For families that need the most help, child care costs are about to drop

April 15, 2024

For more than a decade, Erin Farias has watched the low-income families who send children to the day cares she runs navigate America’s broken child care system. Many of those parents had government assistance for school tuition, but half the time, Farias couldn’t count on them to make their co-payments. They were still too high. 

Subsidies are supposed to make care more accessible for those with the most need, but families in many states still struggle to pay child care bills. To be considered affordable by the Department of Health and Human Services, they must cost no more than 7 percent of a family’s income. But in more than half of states — including Michigan, where Farias runs two day care centers — families on assistance are required to pay much more than that... 

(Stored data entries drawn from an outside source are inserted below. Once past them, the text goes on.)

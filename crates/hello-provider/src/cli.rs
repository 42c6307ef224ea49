use std::path::PathBuf;

use anyhow::Context;
use clap::Parser;
use papiea_domain::config::SdkConfig;

/// Reference papiea provider serving a `Location` kind.
#[derive(Debug, Parser)]
#[command(name = "papiea-hello-provider", version, about)]
pub struct Cli {
    /// TOML configuration file. Defaults apply when omitted.
    #[arg(long, short)]
    pub config: Option<PathBuf>,
    /// Host the engine uses to call this provider back.
    #[arg(long)]
    pub host: Option<String>,
    /// Callback server port.
    #[arg(long)]
    pub port: Option<u16>,
    /// Engine base URL, e.g. `http://127.0.0.1:3333`.
    #[arg(long)]
    pub engine_url: Option<String>,
}

impl Cli {
    /// File (or defaults), then environment, then command-line flags.
    pub fn load_config(&self) -> anyhow::Result<SdkConfig> {
        let mut config = match &self.config {
            Some(path) => {
                let raw = std::fs::read_to_string(path)
                    .with_context(|| format!("reading {}", path.display()))?;
                toml::from_str(&raw).with_context(|| format!("parsing {}", path.display()))?
            }
            None => SdkConfig::default(),
        };
        config.apply_env();
        self.apply_flags(&mut config);
        Ok(config)
    }

    fn apply_flags(&self, config: &mut SdkConfig) {
        if let Some(host) = &self.host {
            config.server.public_host = host.clone();
        }
        if let Some(port) = self.port {
            config.server.public_port = port;
        }
        if let Some(url) = &self.engine_url {
            config.engine.base_url = url.clone();
        }
    }
}

#[cfg(test)]
mod tests {
    use super::*;

    #[test]
    fn flags_override_config() {
        let cli = Cli::parse_from([
            "papiea-hello-provider",
            "--port",
            "9100",
            "--engine-url",
            "http://engine:3333",
        ]);
        let mut config = SdkConfig::default();
        cli.apply_flags(&mut config);
        assert_eq!(config.server.public_port, 9100);
        assert_eq!(config.server.public_host, "127.0.0.1");
        assert_eq!(config.engine.base_url, "http://engine:3333");
    }

    #[test]
    fn shipped_config_parses() {
        let raw = include_str!("../hello-provider.toml");
        let config: SdkConfig = toml::from_str(raw).unwrap();
        assert_eq!(config.server.public_port, 9005);
        assert_eq!(config.pagination.batch_size, 20);
    }

    #[test]
    fn missing_file_is_an_error() {
        let cli = Cli::parse_from(["papiea-hello-provider", "--config", "/nonexistent/p.toml"]);
        let err = cli.load_config().unwrap_err();
        assert!(err.to_string().contains("/nonexistent/p.toml"));
    }
}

Because of those high co-pays, low-income families that qualify for the program haven’t used it, said Anne Hedgepeth, the chief of policy and advocacy at Child Care Aware, a national advocacy group. Instead, those families may be putting their children in more informal care, or losing the opportunity to work because they don’t have child care at all. 

“The sheer existence of a co-pay is, for some families, a barrier,” Hedgepeth said. “Even if it’s only 100,000 families who will see a decrease, that’s still 100,000 families for whom scraping together that co-pay may have been challenging.”  

Improving stability for providers is the other part of the equation. The new rule would iron out a disparity between how families that use the subsidy — and higher-income ones that don’t — pay for care. That change could ensure that day cares receive funding sooner and more regularly, making it easier for them to budget and hire staff.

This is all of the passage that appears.